_Your objective_.
Pull out every line below that contains the word "bounds".

───

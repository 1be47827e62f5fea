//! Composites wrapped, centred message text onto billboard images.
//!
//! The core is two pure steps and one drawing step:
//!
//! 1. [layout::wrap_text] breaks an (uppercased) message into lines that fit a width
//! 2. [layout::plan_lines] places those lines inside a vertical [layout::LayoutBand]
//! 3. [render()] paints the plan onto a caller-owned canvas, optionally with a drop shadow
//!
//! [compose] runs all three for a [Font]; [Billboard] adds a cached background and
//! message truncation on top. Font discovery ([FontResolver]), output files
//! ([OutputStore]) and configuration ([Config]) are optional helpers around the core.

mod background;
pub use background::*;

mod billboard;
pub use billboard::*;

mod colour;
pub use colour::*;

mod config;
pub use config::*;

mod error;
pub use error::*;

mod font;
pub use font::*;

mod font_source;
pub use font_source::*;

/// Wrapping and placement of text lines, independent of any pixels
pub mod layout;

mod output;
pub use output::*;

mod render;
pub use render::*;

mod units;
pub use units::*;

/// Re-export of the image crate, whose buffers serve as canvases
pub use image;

───

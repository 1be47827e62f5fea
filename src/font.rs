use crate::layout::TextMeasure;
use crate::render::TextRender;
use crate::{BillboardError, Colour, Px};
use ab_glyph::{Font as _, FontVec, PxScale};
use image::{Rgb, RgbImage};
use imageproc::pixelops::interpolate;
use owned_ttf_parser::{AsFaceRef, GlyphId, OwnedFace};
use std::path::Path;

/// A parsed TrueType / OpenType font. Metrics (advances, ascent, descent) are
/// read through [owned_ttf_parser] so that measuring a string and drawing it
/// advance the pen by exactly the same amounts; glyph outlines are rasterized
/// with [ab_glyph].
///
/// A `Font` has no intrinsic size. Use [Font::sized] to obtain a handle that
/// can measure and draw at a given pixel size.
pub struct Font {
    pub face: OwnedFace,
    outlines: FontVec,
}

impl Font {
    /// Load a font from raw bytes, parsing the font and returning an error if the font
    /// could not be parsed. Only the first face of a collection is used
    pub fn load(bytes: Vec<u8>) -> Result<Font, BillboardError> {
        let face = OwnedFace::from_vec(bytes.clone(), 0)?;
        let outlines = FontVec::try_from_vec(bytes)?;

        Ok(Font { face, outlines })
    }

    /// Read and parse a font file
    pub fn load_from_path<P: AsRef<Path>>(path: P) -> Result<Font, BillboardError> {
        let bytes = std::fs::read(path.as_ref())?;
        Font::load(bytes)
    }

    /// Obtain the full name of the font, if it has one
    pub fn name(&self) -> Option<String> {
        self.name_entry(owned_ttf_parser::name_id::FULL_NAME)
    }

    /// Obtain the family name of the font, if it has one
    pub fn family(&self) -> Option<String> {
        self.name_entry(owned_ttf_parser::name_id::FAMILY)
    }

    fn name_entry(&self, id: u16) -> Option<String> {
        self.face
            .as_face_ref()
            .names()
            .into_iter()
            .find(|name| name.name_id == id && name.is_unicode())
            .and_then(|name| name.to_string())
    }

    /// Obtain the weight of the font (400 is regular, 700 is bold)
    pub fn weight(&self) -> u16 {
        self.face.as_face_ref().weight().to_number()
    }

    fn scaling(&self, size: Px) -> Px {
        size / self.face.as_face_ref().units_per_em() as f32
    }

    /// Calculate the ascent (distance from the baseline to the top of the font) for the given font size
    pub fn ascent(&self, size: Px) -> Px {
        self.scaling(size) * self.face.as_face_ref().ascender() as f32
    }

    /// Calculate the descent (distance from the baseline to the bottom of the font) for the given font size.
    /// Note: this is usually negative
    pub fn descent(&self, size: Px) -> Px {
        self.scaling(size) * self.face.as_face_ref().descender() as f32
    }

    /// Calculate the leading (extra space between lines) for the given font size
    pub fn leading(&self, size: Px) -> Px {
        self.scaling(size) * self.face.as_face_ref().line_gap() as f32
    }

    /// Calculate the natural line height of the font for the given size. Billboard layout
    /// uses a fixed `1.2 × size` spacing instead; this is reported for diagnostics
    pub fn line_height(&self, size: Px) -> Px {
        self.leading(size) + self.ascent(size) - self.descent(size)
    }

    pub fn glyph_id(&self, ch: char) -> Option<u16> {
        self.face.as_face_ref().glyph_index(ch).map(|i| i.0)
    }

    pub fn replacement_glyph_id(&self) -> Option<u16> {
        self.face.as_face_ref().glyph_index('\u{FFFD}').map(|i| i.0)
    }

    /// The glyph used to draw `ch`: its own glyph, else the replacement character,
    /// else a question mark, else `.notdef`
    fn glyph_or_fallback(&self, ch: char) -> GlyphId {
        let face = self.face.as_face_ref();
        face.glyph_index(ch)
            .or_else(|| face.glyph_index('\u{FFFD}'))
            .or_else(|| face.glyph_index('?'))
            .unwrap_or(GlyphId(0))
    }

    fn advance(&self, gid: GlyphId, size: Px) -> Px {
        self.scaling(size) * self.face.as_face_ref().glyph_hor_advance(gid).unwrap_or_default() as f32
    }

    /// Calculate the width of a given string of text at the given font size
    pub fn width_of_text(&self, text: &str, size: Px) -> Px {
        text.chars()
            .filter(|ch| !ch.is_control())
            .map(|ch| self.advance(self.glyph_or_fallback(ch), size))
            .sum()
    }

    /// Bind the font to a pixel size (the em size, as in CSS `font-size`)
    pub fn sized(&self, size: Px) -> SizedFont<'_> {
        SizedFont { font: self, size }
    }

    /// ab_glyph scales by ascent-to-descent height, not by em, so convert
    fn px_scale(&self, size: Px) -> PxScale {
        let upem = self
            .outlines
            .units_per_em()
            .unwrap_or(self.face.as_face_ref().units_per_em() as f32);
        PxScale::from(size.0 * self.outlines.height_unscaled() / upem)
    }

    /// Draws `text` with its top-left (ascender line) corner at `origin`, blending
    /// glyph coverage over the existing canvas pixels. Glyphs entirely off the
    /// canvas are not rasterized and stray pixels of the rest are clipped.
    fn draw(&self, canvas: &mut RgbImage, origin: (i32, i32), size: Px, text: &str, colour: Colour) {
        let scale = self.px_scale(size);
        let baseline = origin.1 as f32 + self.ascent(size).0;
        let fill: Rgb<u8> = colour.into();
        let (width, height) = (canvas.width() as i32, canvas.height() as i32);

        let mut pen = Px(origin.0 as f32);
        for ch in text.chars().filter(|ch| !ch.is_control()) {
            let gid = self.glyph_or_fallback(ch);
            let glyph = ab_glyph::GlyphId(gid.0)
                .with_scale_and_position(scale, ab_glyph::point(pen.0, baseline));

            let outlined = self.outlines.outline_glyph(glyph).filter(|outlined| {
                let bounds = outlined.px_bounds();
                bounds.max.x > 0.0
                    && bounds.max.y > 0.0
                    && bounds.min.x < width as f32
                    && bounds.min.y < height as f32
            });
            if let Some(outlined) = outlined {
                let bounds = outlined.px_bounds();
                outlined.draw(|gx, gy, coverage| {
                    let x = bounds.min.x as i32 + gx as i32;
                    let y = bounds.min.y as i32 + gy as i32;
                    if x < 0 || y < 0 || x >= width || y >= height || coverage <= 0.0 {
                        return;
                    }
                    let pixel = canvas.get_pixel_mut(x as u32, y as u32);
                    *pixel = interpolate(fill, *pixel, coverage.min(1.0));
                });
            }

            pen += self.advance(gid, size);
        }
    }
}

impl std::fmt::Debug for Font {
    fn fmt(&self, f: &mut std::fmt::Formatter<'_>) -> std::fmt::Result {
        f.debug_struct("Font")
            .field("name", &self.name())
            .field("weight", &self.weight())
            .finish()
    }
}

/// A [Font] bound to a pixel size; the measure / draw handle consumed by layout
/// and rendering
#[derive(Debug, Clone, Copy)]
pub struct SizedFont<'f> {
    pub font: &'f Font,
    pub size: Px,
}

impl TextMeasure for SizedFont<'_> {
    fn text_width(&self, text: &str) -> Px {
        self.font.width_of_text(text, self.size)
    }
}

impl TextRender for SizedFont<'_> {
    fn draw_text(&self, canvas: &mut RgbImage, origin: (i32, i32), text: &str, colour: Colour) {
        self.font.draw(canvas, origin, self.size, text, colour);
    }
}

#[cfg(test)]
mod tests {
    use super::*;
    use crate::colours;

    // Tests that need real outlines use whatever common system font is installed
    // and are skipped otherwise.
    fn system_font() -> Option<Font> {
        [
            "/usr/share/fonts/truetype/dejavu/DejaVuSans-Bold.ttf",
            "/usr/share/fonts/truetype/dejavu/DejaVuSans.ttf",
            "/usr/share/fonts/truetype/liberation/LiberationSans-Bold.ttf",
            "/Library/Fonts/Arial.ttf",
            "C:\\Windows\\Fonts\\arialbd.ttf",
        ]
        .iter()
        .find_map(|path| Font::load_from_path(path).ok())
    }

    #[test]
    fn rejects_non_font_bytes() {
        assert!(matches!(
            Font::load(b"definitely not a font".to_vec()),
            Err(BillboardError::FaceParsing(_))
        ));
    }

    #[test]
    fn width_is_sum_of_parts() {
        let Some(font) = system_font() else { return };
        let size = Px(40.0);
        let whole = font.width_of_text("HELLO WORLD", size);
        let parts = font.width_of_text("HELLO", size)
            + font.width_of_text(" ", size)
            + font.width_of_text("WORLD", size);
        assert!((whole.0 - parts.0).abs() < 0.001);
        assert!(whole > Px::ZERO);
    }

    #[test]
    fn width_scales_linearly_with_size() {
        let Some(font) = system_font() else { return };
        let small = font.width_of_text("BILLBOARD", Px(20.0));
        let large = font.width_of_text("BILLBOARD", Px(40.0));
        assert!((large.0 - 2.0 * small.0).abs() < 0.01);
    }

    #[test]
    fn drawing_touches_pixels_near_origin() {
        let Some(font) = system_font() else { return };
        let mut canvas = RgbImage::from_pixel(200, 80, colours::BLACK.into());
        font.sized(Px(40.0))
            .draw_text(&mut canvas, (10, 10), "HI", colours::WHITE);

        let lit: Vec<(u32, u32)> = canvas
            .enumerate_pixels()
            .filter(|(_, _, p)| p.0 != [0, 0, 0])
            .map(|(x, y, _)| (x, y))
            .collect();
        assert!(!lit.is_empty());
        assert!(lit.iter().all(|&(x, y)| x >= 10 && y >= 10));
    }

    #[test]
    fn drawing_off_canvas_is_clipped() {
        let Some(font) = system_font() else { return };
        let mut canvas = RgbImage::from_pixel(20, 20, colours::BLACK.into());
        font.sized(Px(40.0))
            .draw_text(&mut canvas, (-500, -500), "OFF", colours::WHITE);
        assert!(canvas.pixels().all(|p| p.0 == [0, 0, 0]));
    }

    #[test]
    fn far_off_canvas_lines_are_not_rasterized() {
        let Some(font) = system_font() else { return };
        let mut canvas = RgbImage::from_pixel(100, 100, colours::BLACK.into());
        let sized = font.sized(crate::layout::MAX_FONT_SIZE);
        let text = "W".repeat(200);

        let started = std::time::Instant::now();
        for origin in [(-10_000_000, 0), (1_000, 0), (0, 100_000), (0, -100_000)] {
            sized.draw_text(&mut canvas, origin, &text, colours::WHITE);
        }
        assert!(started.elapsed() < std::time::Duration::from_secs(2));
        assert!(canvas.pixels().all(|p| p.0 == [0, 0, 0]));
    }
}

───

_Answer below_.
                let bounds = outlined.px_bounds();
                bounds.max.x > 0.0
                    && bounds.max.y > 0.0
                    && bounds.min.x < width as f32
                    && bounds.min.y < height as f32
                let bounds = outlined.px_bounds();
                    let x = bounds.min.x as i32 + gx as i32;
                    let y = bounds.min.y as i32 + gy as i32;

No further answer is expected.